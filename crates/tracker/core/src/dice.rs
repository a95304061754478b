//! Exalted dice pools: d10s, 7 or higher succeeds, a 10 counts twice.
use rand::Rng;

pub const SUCCESS_THRESHOLD: u8 = 7;
pub const DOUBLE_SUCCESS: u8 = 10;

/// Largest pool a single roll accepts. Real join battle pools stay far below this.
pub const MAX_POOL: u32 = 100;

fn successes_on(face: u8) -> u32 {
    match face {
        DOUBLE_SUCCESS => 2,
        f if f >= SUCCESS_THRESHOLD => 1,
        _ => 0,
    }
}

/// Counts successes in a set of d10 faces.
pub fn count_successes(faces: &[u8]) -> u32 {
    faces.iter().map(|&face| successes_on(face)).sum()
}

/// Rolls a pool and counts its successes. Callers bound `dice` by [`MAX_POOL`].
pub fn roll_pool<R: Rng + ?Sized>(rng: &mut R, dice: u32) -> u32 {
    (0..dice).map(|_| successes_on(rng.gen_range(1..=10))).sum()
}

#[cfg(test)]
mod tests {
    use super::*;
    use rand::SeedableRng;
    use rand::rngs::StdRng;

    #[test]
    fn tens_count_double() {
        assert_eq!(count_successes(&[1, 6, 7, 8, 9, 10]), 5);
        assert_eq!(count_successes(&[]), 0);
        assert_eq!(count_successes(&[10, 10]), 4);
    }

    #[test]
    fn pool_successes_are_bounded_by_twice_the_dice() {
        let mut rng = StdRng::seed_from_u64(42);
        for dice in 0..12 {
            assert!(roll_pool(&mut rng, dice) <= dice * 2);
        }
        assert_eq!(roll_pool(&mut rng, 0), 0);
    }

    #[test]
    fn full_pool_averages_near_expectation() {
        // 0.3 single + 0.1 double successes per die.
        let mut rng = StdRng::seed_from_u64(7);
        let total: u32 = (0..50).map(|_| roll_pool(&mut rng, MAX_POOL)).sum();
        let mean = f64::from(total) / 50.0;
        assert!((35.0..=45.0).contains(&mean), "mean {mean}");
    }
}
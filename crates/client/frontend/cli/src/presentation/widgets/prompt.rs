//! Single-line input overlay.

use ratatui::{
    Frame,
    layout::Rect,
    style::{Color, Style},
    text::{Line, Span},
    widgets::{Block, Borders, Clear, Paragraph},
};

use crate::state::PromptState;

pub fn render(frame: &mut Frame, area: Rect, prompt: &PromptState) {
    let mut lines = vec![Line::from(vec![
        Span::raw("> "),
        Span::styled(prompt.input.clone(), Style::default().fg(Color::White)),
        Span::styled("_", Style::default().fg(Color::DarkGray)),
    ])];
    if let Some(error) = &prompt.error {
        lines.push(Line::from(Span::styled(
            error.clone(),
            Style::default().fg(Color::LightRed),
        )));
    }

    let paragraph = Paragraph::new(lines).block(
        Block::default()
            .borders(Borders::ALL)
            .border_style(Style::default().fg(Color::Cyan))
            .title(format!(" {} ", prompt.kind.title())),
    );

    frame.render_widget(Clear, area);
    frame.render_widget(paragraph, area);
}
//! Unified error types surfaced by the runtime API.
//!
//! Wraps failures from the domain models and repositories so clients can
//! bubble them up with consistent context.
use thiserror::Error;
use tracker_core::{CombatError, EntityError, ErrorSeverity, PopulationError, TrackerError};

pub use crate::repository::RepositoryError;

pub type Result<T> = std::result::Result<T, SessionError>;

#[derive(Debug, Error)]
pub enum SessionError {
    #[error(transparent)]
    Population(#[from] PopulationError),

    #[error(transparent)]
    Entity(#[from] EntityError),

    #[error(transparent)]
    Combat(#[from] CombatError),

    #[error(transparent)]
    Repository(#[from] RepositoryError),

    #[error("nothing to undo")]
    NothingToUndo,

    #[error("nothing to redo")]
    NothingToRedo,
}

impl SessionError {
    /// Severity used by frontends to choose how loudly to report the error.
    pub fn severity(&self) -> ErrorSeverity {
        match self {
            Self::Population(e) => e.severity(),
            Self::Entity(e) => e.severity(),
            Self::Combat(e) => e.severity(),
            Self::Repository(e) => e.severity(),
            Self::NothingToUndo | Self::NothingToRedo => ErrorSeverity::Recoverable,
        }
    }

    pub fn error_code(&self) -> &'static str {
        match self {
            Self::Population(e) => e.error_code(),
            Self::Entity(e) => e.error_code(),
            Self::Combat(e) => e.error_code(),
            Self::Repository(e) => e.error_code(),
            Self::NothingToUndo => "SESSION_NOTHING_TO_UNDO",
            Self::NothingToRedo => "SESSION_NOTHING_TO_REDO",
        }
    }
}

- **Problem to solve**:
Would you retype exactly the lines above, from the line with "pub fn roll_pool<R: Rng" to the line with "assert_eq!(count_successes(&[10, 10]), 4);", with both end lines kept and nothing more?

- **Your solution**:
pub fn roll_pool<R: Rng + ?Sized>(rng: &mut R, dice: u32) -> u32 {
    (0..dice).map(|_| successes_on(rng.gen_range(1..=10))).sum()
}

#[cfg(test)]
mod tests {
    use super::*;
    use rand::SeedableRng;
    use rand::rngs::StdRng;

    #[test]
    fn tens_count_double() {
        assert_eq!(count_successes(&[1, 6, 7, 8, 9, 10]), 5);
        assert_eq!(count_successes(&[]), 0);
        assert_eq!(count_successes(&[10, 10]), 4);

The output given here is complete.